Linear Plateau in R
A linear plateau model is a statistical model used to describe a situation where the response variable increases linearly with the independent variable up to a certain threshold, after which it remains constant. This model is useful in various fields such as agriculture, biology, and economics, where a response (like crop yield, growth rate, or production) initially increases with an input (like fertilizer, dosage, or investment) but plateaus after a certain point.

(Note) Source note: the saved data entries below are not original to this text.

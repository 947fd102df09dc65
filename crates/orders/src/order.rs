use chrono::{DateTime, Utc};
use serde::{Deserialize, Serialize};

use storefront_core::{CustomerId, DomainError, DomainResult, Entity, OrderId, ProductId};

/// Lifecycle state of an order.
///
/// `cancelled` and `returned` are terminal; there are no backward
/// transitions.
#[derive(Debug, Copy, Clone, PartialEq, Eq, Serialize, Deserialize)]
#[serde(rename_all = "snake_case")]
pub enum OrderStatus {
    Pending,
    Processing,
    Shipped,
    Delivered,
    Cancelled,
    Returned,
}

impl OrderStatus {
    pub fn as_str(&self) -> &'static str {
        match self {
            OrderStatus::Pending => "pending",
            OrderStatus::Processing => "processing",
            OrderStatus::Shipped => "shipped",
            OrderStatus::Delivered => "delivered",
            OrderStatus::Cancelled => "cancelled",
            OrderStatus::Returned => "returned",
        }
    }

    /// The full transition table. Only adjacent forward hops and the two
    /// cancellation edges exist; `delivered -> returned` is reachable solely
    /// through the return sub-flow.
    pub fn can_transition(self, to: OrderStatus) -> bool {
        use OrderStatus::*;
        matches!(
            (self, to),
            (Pending, Processing)
                | (Pending, Cancelled)
                | (Processing, Shipped)
                | (Processing, Cancelled)
                | (Shipped, Delivered)
                | (Delivered, Returned)
        )
    }

    pub fn is_terminal(self) -> bool {
        matches!(self, OrderStatus::Cancelled | OrderStatus::Returned)
    }
}

impl std::fmt::Display for OrderStatus {
    fn fmt(&self, f: &mut std::fmt::Formatter<'_>) -> std::fmt::Result {
        f.write_str(self.as_str())
    }
}

#[derive(Debug, Copy, Clone, PartialEq, Eq, Serialize, Deserialize)]
#[serde(rename_all = "snake_case")]
pub enum PaymentMethod {
    CashOnDelivery,
    Card,
    Wallet,
}

#[derive(Debug, Copy, Clone, PartialEq, Eq, Serialize, Deserialize)]
#[serde(rename_all = "snake_case")]
pub enum PaymentStatus {
    Pending,
    Paid,
    Failed,
    Refunded,
}

#[derive(Debug, Copy, Clone, PartialEq, Eq, Serialize, Deserialize)]
#[serde(rename_all = "snake_case")]
pub enum ReturnType {
    /// Goods come back and stock is restored on completion.
    Return,
    /// A replacement ships out; net stock does not change.
    Exchange,
}

#[derive(Debug, Copy, Clone, PartialEq, Eq, Serialize, Deserialize)]
#[serde(rename_all = "snake_case")]
pub enum ReturnStatus {
    Pending,
    Approved,
    Rejected,
    Completed,
}

/// Outcome of a back-office review of a pending return request.
#[derive(Debug, Copy, Clone, PartialEq, Eq, Serialize, Deserialize)]
#[serde(rename_all = "snake_case")]
pub enum ReturnDecision {
    Approved,
    Rejected,
}

/// Who cancelled an order.
#[derive(Debug, Copy, Clone, PartialEq, Eq, Serialize, Deserialize)]
#[serde(rename_all = "snake_case")]
pub enum CancelledBy {
    Customer,
    Admin,
}

/// One order line. Prices are snapshots taken at checkout, in the currency's
/// smallest unit.
#[derive(Debug, Clone, PartialEq, Eq, Serialize, Deserialize)]
pub struct OrderItem {
    pub product_id: ProductId,
    pub variation_selector: Option<String>,
    pub quantity: u32,
    pub unit_price: u64,
    pub line_total: u64,
}

impl OrderItem {
    pub fn new(
        product_id: ProductId,
        variation_selector: Option<String>,
        quantity: u32,
        unit_price: u64,
    ) -> Self {
        Self {
            product_id,
            variation_selector,
            quantity,
            unit_price,
            line_total: unit_price * u64::from(quantity),
        }
    }
}

/// Append-only shipment tracking entry.
#[derive(Debug, Clone, PartialEq, Eq, Serialize, Deserialize)]
pub struct TrackingEntry {
    pub status: OrderStatus,
    pub message: String,
    pub timestamp: DateTime<Utc>,
}

/// Order document.
///
/// Orders are never deleted; the totals satisfy
/// `total = subtotal + shipping_cost + vat - discount` at all times.
#[derive(Debug, Clone, PartialEq, Eq, Serialize, Deserialize)]
pub struct Order {
    pub id: OrderId,
    pub order_number: String,
    /// `None` for guest checkout.
    pub customer_id: Option<CustomerId>,
    pub items: Vec<OrderItem>,
    pub status: OrderStatus,
    pub payment_method: PaymentMethod,
    pub payment_status: PaymentStatus,
    /// Coupon referenced by normalized code, not by id.
    pub coupon_code: Option<String>,
    pub shipping_address: String,
    pub subtotal: u64,
    pub shipping_cost: u64,
    pub vat: u64,
    pub discount: u64,
    pub total: u64,
    pub return_type: Option<ReturnType>,
    pub return_status: Option<ReturnStatus>,
    pub return_reason: Option<String>,
    pub tracking_history: Vec<TrackingEntry>,
    pub cancelled_at: Option<DateTime<Utc>>,
    pub cancelled_by: Option<CancelledBy>,
    pub delivered_at: Option<DateTime<Utc>>,
    pub notes: Vec<String>,
    pub created_at: DateTime<Utc>,
    pub updated_at: DateTime<Utc>,
}

impl Order {
    /// Assemble a freshly placed order. Stock reservation and coupon
    /// redemption have already happened by the time this runs; it only
    /// validates its own inputs and computes the total.
    #[allow(clippy::too_many_arguments)]
    pub fn place(
        order_number: String,
        customer_id: Option<CustomerId>,
        items: Vec<OrderItem>,
        payment_method: PaymentMethod,
        coupon_code: Option<String>,
        shipping_address: String,
        shipping_cost: u64,
        vat: u64,
        discount: u64,
    ) -> DomainResult<Self> {
        if items.is_empty() {
            return Err(DomainError::validation("an order needs at least one item"));
        }
        if shipping_address.trim().is_empty() {
            return Err(DomainError::validation("shipping address cannot be empty"));
        }
        let subtotal: u64 = items.iter().map(|i| i.line_total).sum();
        if discount > subtotal {
            return Err(DomainError::validation(
                "discount cannot exceed the order subtotal",
            ));
        }

        let now = Utc::now();
        let mut order = Self {
            id: OrderId::new(),
            order_number,
            customer_id,
            items,
            status: OrderStatus::Pending,
            payment_method,
            payment_status: PaymentStatus::Pending,
            coupon_code,
            shipping_address,
            subtotal,
            shipping_cost,
            vat,
            discount,
            total: subtotal + shipping_cost + vat - discount,
            return_type: None,
            return_status: None,
            return_reason: None,
            tracking_history: Vec::new(),
            cancelled_at: None,
            cancelled_by: None,
            delivered_at: None,
            notes: Vec::new(),
            created_at: now,
            updated_at: now,
        };
        order.append_tracking("Order placed");
        Ok(order)
    }

    /// Append a tracking entry for the order's current status.
    pub fn append_tracking(&mut self, message: impl Into<String>) {
        self.tracking_history.push(TrackingEntry {
            status: self.status,
            message: message.into(),
            timestamp: Utc::now(),
        });
    }

    pub fn touch(&mut self) {
        self.updated_at = Utc::now();
    }
}

impl Entity for Order {
    type Id = OrderId;

    fn id(&self) -> &OrderId {
        &self.id
    }
}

# Load necessary libraries
library(ggplot2)
library(nls2)
# Simulated data for Linear Plateau Model (not necessary, as you will have your own data)
set.seed(123)
x <- seq(1, 20, by = 0.5)
y_linear <- ifelse(x <= 10, 3 + 2 * x + rnorm(length(x), sd = 2), 23 + rnorm(length(x), sd = 2))

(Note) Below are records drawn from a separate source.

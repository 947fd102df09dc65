use std::sync::Arc;

use axum::{
    Json, Router,
    extract::{Extension, Path},
    http::StatusCode,
    response::IntoResponse,
    routing::{get, post, put},
};

use storefront_core::OrderId;
use storefront_orders::CheckoutRequest;

use crate::app::services::AppServices;
use crate::app::{dto, errors};
use crate::context::ActorContext;

pub fn router() -> Router {
    Router::new()
        .route("/", post(create_order).get(list_orders))
        .route("/:id", get(get_order))
        .route("/:id/cancel", put(cancel_order))
        .route(
            "/:id/return",
            post(request_return).delete(cancel_return).put(review_return),
        )
        .route("/:id/return/complete", post(complete_return))
        .route("/:id/status", put(update_status))
        .route("/:id/tracking", get(get_tracking))
}

fn parse_order_id(id: &str) -> Result<OrderId, axum::response::Response> {
    id.parse().map_err(|_| {
        errors::json_error(StatusCode::BAD_REQUEST, "invalid_id", "invalid order id")
    })
}

pub async fn create_order(
    Extension(services): Extension<Arc<AppServices>>,
    Extension(ctx): Extension<ActorContext>,
    Json(body): Json<CheckoutRequest>,
) -> axum::response::Response {
    // Guest checkout is allowed; the order simply has no owner.
    match services.workflow.create(body, ctx.actor()) {
        Ok(order) => (StatusCode::CREATED, Json(dto::order_to_json(&order))).into_response(),
        Err(e) => errors::domain_error_to_response(e),
    }
}

pub async fn list_orders(
    Extension(services): Extension<Arc<AppServices>>,
    Extension(ctx): Extension<ActorContext>,
) -> axum::response::Response {
    let orders = services.workflow.list_for(ctx.actor());
    Json(orders.iter().map(dto::order_to_json).collect::<Vec<_>>()).into_response()
}

pub async fn get_order(
    Extension(services): Extension<Arc<AppServices>>,
    Extension(ctx): Extension<ActorContext>,
    Path(id): Path<String>,
) -> axum::response::Response {
    let order_id = match parse_order_id(&id) {
        Ok(v) => v,
        Err(resp) => return resp,
    };

    match services.workflow.get(order_id, ctx.actor()) {
        Ok(order) => Json(dto::order_to_json(&order)).into_response(),
        Err(e) => errors::domain_error_to_response(e),
    }
}

pub async fn cancel_order(
    Extension(services): Extension<Arc<AppServices>>,
    Extension(ctx): Extension<ActorContext>,
    Path(id): Path<String>,
    Json(body): Json<dto::CancelOrderRequest>,
) -> axum::response::Response {
    let order_id = match parse_order_id(&id) {
        Ok(v) => v,
        Err(resp) => return resp,
    };

    match services.workflow.cancel(order_id, ctx.actor(), body.reason) {
        Ok(order) => Json(dto::order_to_json(&order)).into_response(),
        Err(e) => errors::domain_error_to_response(e),
    }
}

pub async fn update_status(
    Extension(services): Extension<Arc<AppServices>>,
    Extension(ctx): Extension<ActorContext>,
    Path(id): Path<String>,
    Json(body): Json<dto::UpdateOrderStatusRequest>,
) -> axum::response::Response {
    if let Err(resp) = crate::authz::require_admin(ctx.actor()) {
        return resp;
    }
    let order_id = match parse_order_id(&id) {
        Ok(v) => v,
        Err(resp) => return resp,
    };

    match services.workflow.update_status(order_id, body.status) {
        Ok(order) => Json(dto::order_to_json(&order)).into_response(),
        Err(e) => errors::domain_error_to_response(e),
    }
}

pub async fn request_return(
    Extension(services): Extension<Arc<AppServices>>,
    Extension(ctx): Extension<ActorContext>,
    Path(id): Path<String>,
    Json(body): Json<dto::ReturnRequest>,
) -> axum::response::Response {
    let order_id = match parse_order_id(&id) {
        Ok(v) => v,
        Err(resp) => return resp,
    };

    match services
        .workflow
        .request_return(order_id, ctx.actor(), body.return_type, body.reason)
    {
        Ok(order) => Json(dto::order_to_json(&order)).into_response(),
        Err(e) => errors::domain_error_to_response(e),
    }
}

pub async fn cancel_return(
    Extension(services): Extension<Arc<AppServices>>,
    Extension(ctx): Extension<ActorContext>,
    Path(id): Path<String>,
) -> axum::response::Response {
    let order_id = match parse_order_id(&id) {
        Ok(v) => v,
        Err(resp) => return resp,
    };

    match services.workflow.cancel_return_request(order_id, ctx.actor()) {
        Ok(order) => Json(dto::order_to_json(&order)).into_response(),
        Err(e) => errors::domain_error_to_response(e),
    }
}

pub async fn review_return(
    Extension(services): Extension<Arc<AppServices>>,
    Extension(ctx): Extension<ActorContext>,
    Path(id): Path<String>,
    Json(body): Json<dto::ReviewReturnRequest>,
) -> axum::response::Response {
    if let Err(resp) = crate::authz::require_admin(ctx.actor()) {
        return resp;
    }
    let order_id = match parse_order_id(&id) {
        Ok(v) => v,
        Err(resp) => return resp,
    };

    match services.workflow.review_return(order_id, body.decision) {
        Ok(order) => Json(dto::order_to_json(&order)).into_response(),
        Err(e) => errors::domain_error_to_response(e),
    }
}

pub async fn complete_return(
    Extension(services): Extension<Arc<AppServices>>,
    Extension(ctx): Extension<ActorContext>,
    Path(id): Path<String>,
) -> axum::response::Response {
    if let Err(resp) = crate::authz::require_admin(ctx.actor()) {
        return resp;
    }
    let order_id = match parse_order_id(&id) {
        Ok(v) => v,
        Err(resp) => return resp,
    };

    match services.workflow.complete_return(order_id) {
        Ok(order) => Json(dto::order_to_json(&order)).into_response(),
        Err(e) => errors::domain_error_to_response(e),
    }
}

pub async fn get_tracking(
    Extension(services): Extension<Arc<AppServices>>,
    Extension(ctx): Extension<ActorContext>,
    Path(id): Path<String>,
) -> axum::response::Response {
    let order_id = match parse_order_id(&id) {
        Ok(v) => v,
        Err(resp) => return resp,
    };

    match services.workflow.tracking(order_id, ctx.actor()) {
        Ok((status, history)) => Json(dto::tracking_to_json(status, &history)).into_response(),
        Err(e) => errors::domain_error_to_response(e),
    }
}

data_linear <- data.frame(x = x, y = y_linear)
# Fit linear plateau model
linear_plateau_model <- nls(y ~ ifelse(x <= c, a + b * x, a + b * c), data = data_linear, start = list(a = 3, b = 2, c = 10))
# Extract coefficients
linear_coef <- coef(linear_plateau_model)
linear_eqn <- paste0("y = ", round(linear_coef['a'], 2), " + ", round(linear_coef['b'], 2), " * x\nfor x <= ", round(linear_coef['c'], 2), "\n",
"y = ", round(linear_coef['a'] + linear_coef['b'] * linear_coef['c'], 2), "\nfor x > ", round(linear_coef['c'], 2))
# Plot the data and the fitted linear plateau model
ggplot(data_linear, aes(x = x, y = y)) +
geom_point() + # Scatter plot
geom_line(aes(y = predict(linear_plateau_model)), color = "blue", size = 1) + # Linear plateau model
geom_vline(xintercept = linear_coef['c'], linetype = "dashed", color = "blue") + # Add vertical line for breakpoint
annotate("text", x = linear_coef['c'] + 0.5, y = max(data_linear$y), label = paste("Breakpoint =", round(linear_coef['c'], 2)), color = "blue", angle = 90, vjust = -0.5) +
labs(title = "Linear Plateau Model",
subtitle = "Response variable vs. Independent variable",
x = "Independent Variable (x)",
y = "Response Variable (y)") +
annotate("text", x = 15, y = 35, label = linear_eqn, hjust = 0, color = "blue") +
theme_minimal()
Code explanation
linear_plateau_model <- nls(y ~ ifelse(x <= c, a + b * x, a + b * c), data = data_linear, start = list(a = 3, b = 2, c = 10))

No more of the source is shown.